Protectors of a trust: appointment, replacement and removal

By Peter Stewart

It is often a primary concern of the settlor of a trust that trustees will administer the trust as the settlor hopes and expects. This is particularly true in the context of international trusts, where trustees tend to be professional service providers with whom the settlor has no personal relationship and where trustees are likely to have a wide discretion as to the exercise of their powers. It is understandable, therefore, why a settlor may wish to appoint a third party, referred to as the “protector” of the trust and who may be known to the settlor, to oversee the administration of the trust and to provide a level of protection against trustees exercising their powers in a manner contrary to the settlor’s intentions.

Appointing a protector

If the trust envisages that a protector will be appointed, the individual taking up the role as protector will ordinarily be named in the trust instrument. There is nothing in principle to prevent a settlor from naming himself/herself as the first protector of the trust and such appointments, perhaps motivated by a desire to maintain a degree of control over the trust, are relatively commonplace. However, it is questionable whether, in fact, the appointment of the settlor as protector is likely to serve any useful purpose. As Mark Hubbard notes in his textbook ‘Protectors of Trusts’:

A protector is usually appointed because there is a fiscal or other reason why a settlor should not reserve powers to himself or be appointed a trustee. If there are no such reasons, there would rarely seem to be any purpose in the appointment of a protector in the first place… If there is a reason why a settlor should not reserve powers to himself, that reason should apply with just as much force to a proposal that he be appointed as protector.[1]
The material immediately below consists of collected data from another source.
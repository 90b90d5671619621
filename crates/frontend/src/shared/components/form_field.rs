use crate::shared::form_state::{FormPhase, FormState};
use leptos::prelude::*;

fn group_class(form: RwSignal<FormState>, name: &'static str) -> impl Fn() -> &'static str {
    move || {
        if form.with(|f| f.visible_error(name).is_some()) {
            "form-group form-group--invalid"
        } else {
            "form-group"
        }
    }
}

fn field_error(form: RwSignal<FormState>, name: &'static str) -> impl IntoView {
    move || {
        form.with(|f| f.visible_error(name))
            .map(|message| view! { <div class="form-group__error">{message}</div> })
    }
}

/// Text input (or textarea) bound to one field of a `FormState`
#[component]
pub fn TextField(
    form: RwSignal<FormState>,
    name: &'static str,
    label: &'static str,
    #[prop(optional)] input_type: Option<&'static str>,
    #[prop(optional)] multiline: bool,
    #[prop(optional)] placeholder: &'static str,
) -> impl IntoView {
    let value = move || form.with(|f| f.value(name).to_string());
    let disabled = move || form.with(|f| f.phase() != FormPhase::Editing);
    let on_input = move |ev| {
        let text = event_target_value(&ev);
        form.update(|f| f.set_value(name, text));
    };
    let on_blur = move |_| form.update(|f| f.touch(name));

    let control = if multiline {
        view! {
            <textarea
                id=name
                rows="3"
                placeholder=placeholder
                prop:value=value
                disabled=disabled
                on:input=on_input
                on:blur=on_blur
            />
        }
        .into_any()
    } else {
        view! {
            <input
                type=input_type.unwrap_or("text")
                id=name
                placeholder=placeholder
                prop:value=value
                disabled=disabled
                on:input=on_input
                on:blur=on_blur
            />
        }
        .into_any()
    };

    view! {
        <div class=group_class(form, name)>
            <label for=name>{label}</label>
            {control}
            {field_error(form, name)}
        </div>
    }
}

/// Drop-down bound to one field; `options` are `(value, caption)` pairs
#[component]
pub fn SelectField(
    form: RwSignal<FormState>,
    name: &'static str,
    label: &'static str,
    #[prop(into)] options: Signal<Vec<(String, String)>>,
    #[prop(optional)] placeholder: &'static str,
) -> impl IntoView {
    let disabled = move || form.with(|f| f.phase() != FormPhase::Editing);

    view! {
        <div class=group_class(form, name)>
            <label for=name>{label}</label>
            <select
                id=name
                disabled=disabled
                on:change=move |ev| {
                    let value = event_target_value(&ev);
                    form.update(|f| {
                        f.set_value(name, value);
                        f.touch(name);
                    });
                }
                on:blur=move |_| form.update(|f| f.touch(name))
            >
                <option value="" selected=move || form.with(|f| f.value(name).is_empty())>
                    {placeholder}
                </option>
                <For
                    each=move || options.get()
                    key=|(value, _)| value.clone()
                    children=move |(value, caption)| {
                        let current = value.clone();
                        view! {
                            <option
                                value=value
                                selected=move || form.with(|f| f.value(name) == current)
                            >
                                {caption}
                            </option>
                        }
                    }
                />
            </select>
            {field_error(form, name)}
        </div>
    }
}
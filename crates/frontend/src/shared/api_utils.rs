//! API utilities for frontend-backend communication
//!
//! Helpers for joining the configured base URL with resource paths.

/// Build a full API URL from the configured base and a resource path
///
/// # Example
/// ```rust
/// use frontend::shared::api_utils::api_url;
/// assert_eq!(api_url("https://h/api/", "/cafes/all"), "https://h/api/cafes/all");
/// ```
pub fn api_url(base: &str, path: &str) -> String {
    format!(
        "{}/{}",
        base.trim_end_matches('/'),
        path.trim_start_matches('/')
    )
}

/// Percent-encode an opaque id for use as a path segment or query value
pub fn encode_segment(value: &str) -> String {
    urlencoding::encode(value).into_owned()
}

#[cfg(test)]
mod tests {
    use super::*;

    #[test]
    fn joins_without_double_slashes() {
        assert_eq!(api_url("https://h/api", "cafes/all"), "https://h/api/cafes/all");
        assert_eq!(api_url("https://h/api/", "/cafes/all"), "https://h/api/cafes/all");
        assert_eq!(api_url("/api", "/employees?cafeId=7"), "/api/employees?cafeId=7");
    }

    #[test]
    fn encodes_reserved_characters() {
        assert_eq!(encode_segment("a b/c"), "a%20b%2Fc");
        assert_eq!(encode_segment("3fa85f64-5717"), "3fa85f64-5717");
    }
}
use crate::domain::a001_cafe::ui::details::CafeDetails;
use crate::domain::a001_cafe::ui::list::CafeList;
use crate::domain::a002_employee::ui::details::EmployeeDetails;
use crate::domain::a002_employee::ui::list::EmployeeList;
use crate::layout::Shell;
use crate::routes::{AppRoute, CAFE_ID_QUERY};
use crate::shared::page_frame::{PageFrame, PAGE_CAT_DETAIL};
use leptos::prelude::*;
use leptos_router::components::{Redirect, Route, Router, Routes, A};
use leptos_router::hooks::{use_location, use_navigate, use_params_map, use_query_map};
use leptos_router::path;
use std::rc::Rc;

/// Callback that leaves a form for its owning list
fn back_from(form: &AppRoute) -> Rc<dyn Fn(())> {
    let navigate = use_navigate();
    let path = form.owning_list().path();
    Rc::new(move |_| navigate(&path, Default::default()))
}

fn route_id() -> Signal<Option<String>> {
    let params = use_params_map();
    Signal::derive(move || params.read().get("id"))
}

#[component]
fn CafeAddPage() -> impl IntoView {
    let back = back_from(&AppRoute::CafeAdd);
    view! { <CafeDetails id={None::<String>} on_saved=back.clone() on_cancel=back /> }
}

#[component]
fn CafeEditPage() -> impl IntoView {
    let id = route_id();
    let back = back_from(&AppRoute::CafeEdit(id.get_untracked().unwrap_or_default()));
    view! { <CafeDetails id=id on_saved=back.clone() on_cancel=back /> }
}

#[component]
fn EmployeeListPage() -> impl IntoView {
    let query = use_query_map();
    let cafe_id = Signal::derive(move || {
        query
            .read()
            .get(CAFE_ID_QUERY)
            .filter(|id| !id.trim().is_empty())
    });
    view! { <EmployeeList cafe_id=cafe_id /> }
}

#[component]
fn EmployeeAddPage() -> impl IntoView {
    let back = back_from(&AppRoute::EmployeeAdd);
    view! { <EmployeeDetails id={None::<String>} on_saved=back.clone() on_cancel=back /> }
}

#[component]
fn EmployeeEditPage() -> impl IntoView {
    let id = route_id();
    let back = back_from(&AppRoute::EmployeeEdit(id.get_untracked().unwrap_or_default()));
    view! { <EmployeeDetails id=id on_saved=back.clone() on_cancel=back /> }
}

#[component]
fn NotFoundPage() -> impl IntoView {
    view! {
        <PageFrame page_id="not_found--detail" category=PAGE_CAT_DETAIL>
            <div class="page__content">
                <h2>"Page not found"</h2>
                <A href=AppRoute::Cafes.path()>"Back to cafés"</A>
            </div>
        </PageFrame>
    }
}

/// Unmatched locations: a known page in other letter case is redirected to
/// its canonical path, anything else is not found
#[component]
fn RouteFallback() -> impl IntoView {
    let location = use_location();
    let search = location.search.get_untracked();
    let search = search.trim_start_matches('?');
    let current = if search.is_empty() {
        location.pathname.get_untracked()
    } else {
        format!("{}?{}", location.pathname.get_untracked(), search)
    };
    let route = AppRoute::parse(&current);
    let canonical = route.path();

    if route == AppRoute::NotFound || canonical == current {
        log::warn!("No page for {}", current);
        view! { <NotFoundPage /> }.into_any()
    } else {
        log::debug!("Redirecting {} to {}", current, canonical);
        view! { <Redirect path=canonical /> }.into_any()
    }
}

#[component]
pub fn AppRoutes() -> impl IntoView {
    view! {
        <Router>
            <Shell>
                <Routes fallback=|| view! { <RouteFallback /> }>
                    <Route path=path!("/") view=CafeList />
                    <Route path=path!("/cafes") view=CafeList />
                    <Route path=path!("/cafes/add") view=CafeAddPage />
                    <Route path=path!("/cafes/edit/:id") view=CafeEditPage />
                    <Route path=path!("/employees") view=EmployeeListPage />
                    <Route path=path!("/employees/add") view=EmployeeAddPage />
                    <Route path=path!("/employees/edit/:id") view=EmployeeEditPage />
                </Routes>
            </Shell>
        </Router>
    }
}
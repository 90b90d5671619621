use serde::{Deserialize, Serialize};
use std::fmt;
use std::str::FromStr;
use thiserror::Error;

/// Пол сотрудника в канонической (lowercase) форме
#[derive(Debug, Clone, Copy, PartialEq, Eq, Hash, Serialize, Deserialize)]
#[serde(rename_all = "lowercase")]
pub enum Gender {
    Male,
    Female,
}

#[derive(Debug, Clone, PartialEq, Eq, Error)]
#[error("unknown gender: {0:?}")]
pub struct UnknownGender(pub String);

impl Gender {
    /// Wire value
    pub fn code(&self) -> &'static str {
        match self {
            Gender::Male => "male",
            Gender::Female => "female",
        }
    }

    /// Получить человекочитаемое название
    pub fn display_name(&self) -> &'static str {
        match self {
            Gender::Male => "Male",
            Gender::Female => "Female",
        }
    }

    /// Canonical codes in display order; also the form's allowed values
    pub const CODES: &'static [&'static str] = &["male", "female"];

    pub fn all() -> Vec<Gender> {
        vec![Gender::Male, Gender::Female]
    }

    /// Case-insensitive parse of user input ("Female", " MALE ")
    pub fn parse(input: &str) -> Option<Self> {
        let input = input.trim();
        if input.eq_ignore_ascii_case("male") {
            Some(Gender::Male)
        } else if input.eq_ignore_ascii_case("female") {
            Some(Gender::Female)
        } else {
            None
        }
    }
}

impl FromStr for Gender {
    type Err = UnknownGender;

    fn from_str(s: &str) -> Result<Self, Self::Err> {
        Gender::parse(s).ok_or_else(|| UnknownGender(s.to_string()))
    }
}

impl fmt::Display for Gender {
    fn fmt(&self, f: &mut fmt::Formatter<'_>) -> fmt::Result {
        f.write_str(self.code())
    }
}
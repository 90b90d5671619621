pub mod navbar;

use leptos::prelude::*;
use navbar::Navbar;

/// Main application shell.
///
/// ```text
/// +------------------------------------------+
/// |  Navbar   |           Content            |
/// +------------------------------------------+
/// ```
#[component]
pub fn Shell(children: Children) -> impl IntoView {
    view! {
        <div class="app-layout">
            <div class="app-body">
                <aside data-zone="left" class="app-sidebar">
                    <div class="app-sidebar__brand">"Café Admin"</div>
                    <Navbar />
                </aside>

                // Main content area
                <main data-zone="center" class="app-main" style="flex: 1; overflow: auto;">
                    {children()}
                </main>
            </div>
        </div>
    }
}
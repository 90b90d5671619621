use crate::shared::icons::icon;
use leptos::ev;
use leptos::prelude::*;

/// Confirmation dialog for destructive actions.
///
/// Rendered only while `open` is true. Escape and the overlay act like
/// "Cancel"; both buttons are disabled while `busy`.
#[component]
pub fn ConfirmDialog(
    #[prop(into)] open: Signal<bool>,
    #[prop(into)] title: Signal<String>,
    #[prop(into)] message: Signal<String>,
    /// Label of the destructive button
    #[prop(into, optional)]
    confirm_label: Option<String>,
    #[prop(into)] busy: Signal<bool>,
    on_confirm: Callback<()>,
    on_cancel: Callback<()>,
) -> impl IntoView {
    let confirm_label = confirm_label.unwrap_or_else(|| "Delete".to_string());

    // Handle Escape key
    let keydown = window_event_listener(ev::keydown, move |event| {
        if event.key() == "Escape" && open.get_untracked() && !busy.get_untracked() {
            on_cancel.run(());
        }
    });
    on_cleanup(move || keydown.remove());

    let cancel = move || {
        if !busy.get_untracked() {
            on_cancel.run(());
        }
    };

    // Prevent click propagation from modal content
    let stop_propagation = move |ev: ev::MouseEvent| {
        ev.stop_propagation();
    };

    view! {
        <Show when=move || open.get()>
            <div class="modal-overlay" on:click=move |_| cancel()>
                <div class="modal modal--confirm" role="dialog" on:click=stop_propagation>
                    <div class="modal-header">
                        <h2 class="modal-title">{move || title.get()}</h2>
                        <div class="modal-header-actions">
                            <button
                                class="button button--icon modal__close"
                                disabled=move || busy.get()
                                on:click=move |_| cancel()
                            >
                                {icon("x")}
                            </button>
                        </div>
                    </div>
                    <div class="modal-body">
                        <p>{move || message.get()}</p>
                    </div>
                    <div class="modal-footer">
                        <button
                            class="button button--secondary"
                            disabled=move || busy.get()
                            on:click=move |_| cancel()
                        >
                            "Cancel"
                        </button>
                        <button
                            class="button button--danger"
                            disabled=move || busy.get()
                            on:click=move |_| on_confirm.run(())
                        >
                            {icon("delete")}
                            {
                                let label = confirm_label.clone();
                                move || if busy.get() { "Deleting...".to_string() } else { label.clone() }
                            }
                        </button>
                    </div>
                </div>
            </div>
        </Show>
    }
}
Settlors should therefore be cautious before seeking to appoint themselves as protector of the trust. If a reservation of powers to the settlor might undermine the purpose of the trust, then it is likely that the appointment of the settlor as protector would have the same outcome. Self-evidently, this is a scenario that should be avoided if possible.

A preferable approach may therefore be to appoint a professional advisor known to the settlor and/or to some or all of the beneficiaries of the trust. This approach has the benefits that the advisor may be aware of the settlor’s objectives in establishing the trust and/or that family members will feel comfortable that somebody they trust has oversight of the trustees in the exercise of their broad powers of discretion.

Replacing a protector

It is not uncommon for a situation to arise during the life of a trust whereby a replacement protector may need to be appointed. In such circumstances, those seeking to appoint the new protector must consider carefully whether, under the terms of the trust they have the power to appoint a new protector and, if so, their power to appoint is fiduciary in nature or not. Ordinarily, a professional third-party protector, if appointed, will act in a fiduciary capacity, which has the consequence that the power to appoint will also be a fiduciary power. Clearly, if the power is held to be fiduciary in nature, there may be serious consequences for those making the appointment if it is later found to have been made in breach of fiduciary duty. Nevertheless, even if the power to appoint is found to be a personal power, it is still open to any interested parties who object to the appointment to argue that it has not been made in good faith, which may have the consequence of voiding the appointment.

Removing a protector

If there is a breakdown in the relationship between the beneficiaries of the trust and the protector, the beneficiaries may wish to consider whether it is possible to remove the protector from office. In such circumstances, it is necessary to consider whether there is an express power of removal contained in the trust deed. As with the power to appoint, the power of removal is likely to be a fiduciary power if the protector acts in a fiduciary capacity [2]. However, beneficiaries should be wary that, whilst of course much is dependent on the terms of any express power to remove, the mere fact that they may disagree with the way in which the protector exercises their powers is unlikely to be sufficient to give rise to grounds for removal. The court is more likely to order removal if the continuation of the protector in their role would harm the welfare of the beneficiaries or negatively impact the proper administration of the trust [3].


Trust protectors have become increasingly common in English law governed trusts in the last twenty to thirty years. There is little doubt that a trusted third-party advisor taking up the role as protector can provide a level of security and confidence to a settlor and beneficiaries of a trust that unknown professional trustees will administer the trust and exercise their discretion fairly and, so far as possible, consistently with the underlying intentions of the trust. As outlined above, however, there are a number of pitfalls to avoid when selecting, replacing or attempting to remove a protector and it is therefore important that those seeking to take any such step obtain careful advice as to the consequences of doing so.